While the role of an executive may not require one to have all the credentials of a certified public accountant, having a solid understanding of how accounting systems work and data is generated has become a bread and butter condition for anyone in a role that involves a budget and considerable company assets, as well as related decision-making. And as companies continue to move into enterprise systems where metrics are fed and re-utilized across disciplines, anything that is feeding into the accounting system as a measurement should be better understood by the manager whose program it affects.

Traditionally, accountants who want to win promotions and go higher in their organization than just a report supervisor or payables manager see the MBA as a natural stepping-stone level to achieve. However, for those coming from other disciplines such as sales or operations management, accounting may never have been a primary need at the time. Yet once they reach the executive level, everyone has to be familiar and versed in the income statements, cash flow reports, and balance sheets. It becomes the bread and butter of financial conversation in the company at the decision-making level. The standard MBA provides some training, but it doesn’t really expand on the accounting aspects with enough detail to really say one is versed in the field. The accounting concentration solves this problem effectively.

Where the typical MBA program will cover a summary of accounting, some attention to indirect cost accounting, and financial portfolio management, the MBA with an accounting concentration goes much further. It practically combines many of the key aspects of an accounting degree with an MBA, preparing the executive to not just be able to understand financial records and their generation fluently, but to also be able to oversee an accounting shop in a pinch if needed. For those who are going to be managing financial IT systems and related databases, the accounting concentration provides key details and aspects of how financial activity occurs and gets tracked, something that will never be obtained through a standard IT training path.

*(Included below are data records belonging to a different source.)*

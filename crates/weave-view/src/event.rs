#![forbid(unsafe_code)]

use std::cell::Cell;

use weave_core::Value;

/// A UI event dispatched to a view and bubbled to its ancestors.
#[derive(Debug)]
pub struct UiEvent {
    name: String,
    payload: Value,
    stopped: Cell<bool>,
}

impl UiEvent {
    #[must_use]
    pub fn new(name: impl Into<String>, payload: Value) -> Self {
        Self {
            name: name.into(),
            payload,
            stopped: Cell::new(false),
        }
    }

    #[must_use]
    pub fn name(&self) -> &str {
        &self.name
    }

    #[must_use]
    pub fn payload(&self) -> &Value {
        &self.payload
    }

    /// Stop bubbling after the current view's handlers.
    pub fn stop_propagation(&self) {
        self.stopped.set(true);
    }

    #[must_use]
    pub fn is_stopped(&self) -> bool {
        self.stopped.get()
    }
}
#![forbid(unsafe_code)]

//! Trailing-edge debouncer for render requests.
//!
//! Each key carries one deadline. A repeated request resets it, so a burst of
//! requests closer together than the window yields a single due key.

use std::time::Duration;

use web_time::Instant;

/// Default debounce window for render requests.
pub const DEFAULT_DEBOUNCE: Duration = Duration::from_millis(18);

#[derive(Debug, Clone)]
pub struct Debouncer<K> {
    window: Duration,
    pending: Vec<(K, Instant)>,
}

impl<K: PartialEq> Debouncer<K> {
    #[must_use]
    pub fn new(window: Duration) -> Self {
        Self {
            window,
            pending: Vec::new(),
        }
    }

    #[must_use]
    pub fn window(&self) -> Duration {
        self.window
    }

    /// Request `key` at `now`. Returns `true` if it was not already pending.
    pub fn request(&mut self, key: K, now: Instant) -> bool {
        let fresh = self.cancel(&key).is_none();
        self.pending.push((key, now + self.window));
        fresh
    }

    /// Drop a pending request, returning its deadline.
    pub fn cancel(&mut self, key: &K) -> Option<Instant> {
        let pos = self.pending.iter().position(|(k, _)| k == key)?;
        Some(self.pending.remove(pos).1)
    }

    /// Remove and return keys whose deadline has passed, oldest request first.
    pub fn due(&mut self, now: Instant) -> Vec<K> {
        let mut due = Vec::new();
        let mut i = 0;
        while i < self.pending.len() {
            if self.pending[i].1 <= now {
                due.push(self.pending.remove(i).0);
            } else {
                i += 1;
            }
        }
        due
    }

    /// Earliest pending deadline.
    #[must_use]
    pub fn next_deadline(&self) -> Option<Instant> {
        self.pending.iter().map(|(_, at)| *at).min()
    }

    #[must_use]
    pub fn is_pending(&self, key: &K) -> bool {
        self.pending.iter().any(|(k, _)| k == key)
    }

    #[must_use]
    pub fn len(&self) -> usize {
        self.pending.len()
    }

    #[must_use]
    pub fn is_empty(&self) -> bool {
        self.pending.is_empty()
    }
}

impl<K: PartialEq> Default for Debouncer<K> {
    fn default() -> Self {
        Self::new(DEFAULT_DEBOUNCE)
    }
}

The added aspects of accounting training enhance one’s sense of ethics as well. When exposed to multiple classes and topics that focus on how compliance is provided, examined, and reported, a student walks away with an inherent understanding and sensitivity to staying on the right track, even when challenged to push the edges of the envelope in operational conditions. Upper-level managers and executives come out of an enhanced MBA program with a keen understanding of how to behave financially as well as what to avoid that can get them into serious trouble, both internally as well as with external regulatory controls where they operate, including international environments as well.


Students on the Masters of Business Administration accounting concentration path will also enjoy added specialization aspects also typically not available in other MBA programs. These topics include fraud examination, the marriage of accounting with information systems, government accounting, advanced auditing, and even non-profit organizational accounting, a key area of employment that is often overlooked but spans the country with opportunities in every city and state. No surprise, graduates find themselves easily starting in entry positions for high-level finance, and when married with database management they end up becoming key players in some of the latest financial activities today, such as data visualization and management dashboard design work.

Again, there are plenty of MBA programs to train one to be an executive in general, but the Master’s of Business Administration accounting concentration matches today’s demands far better, especially when it comes to understanding the finance that allows programs and businesses to operate and grow.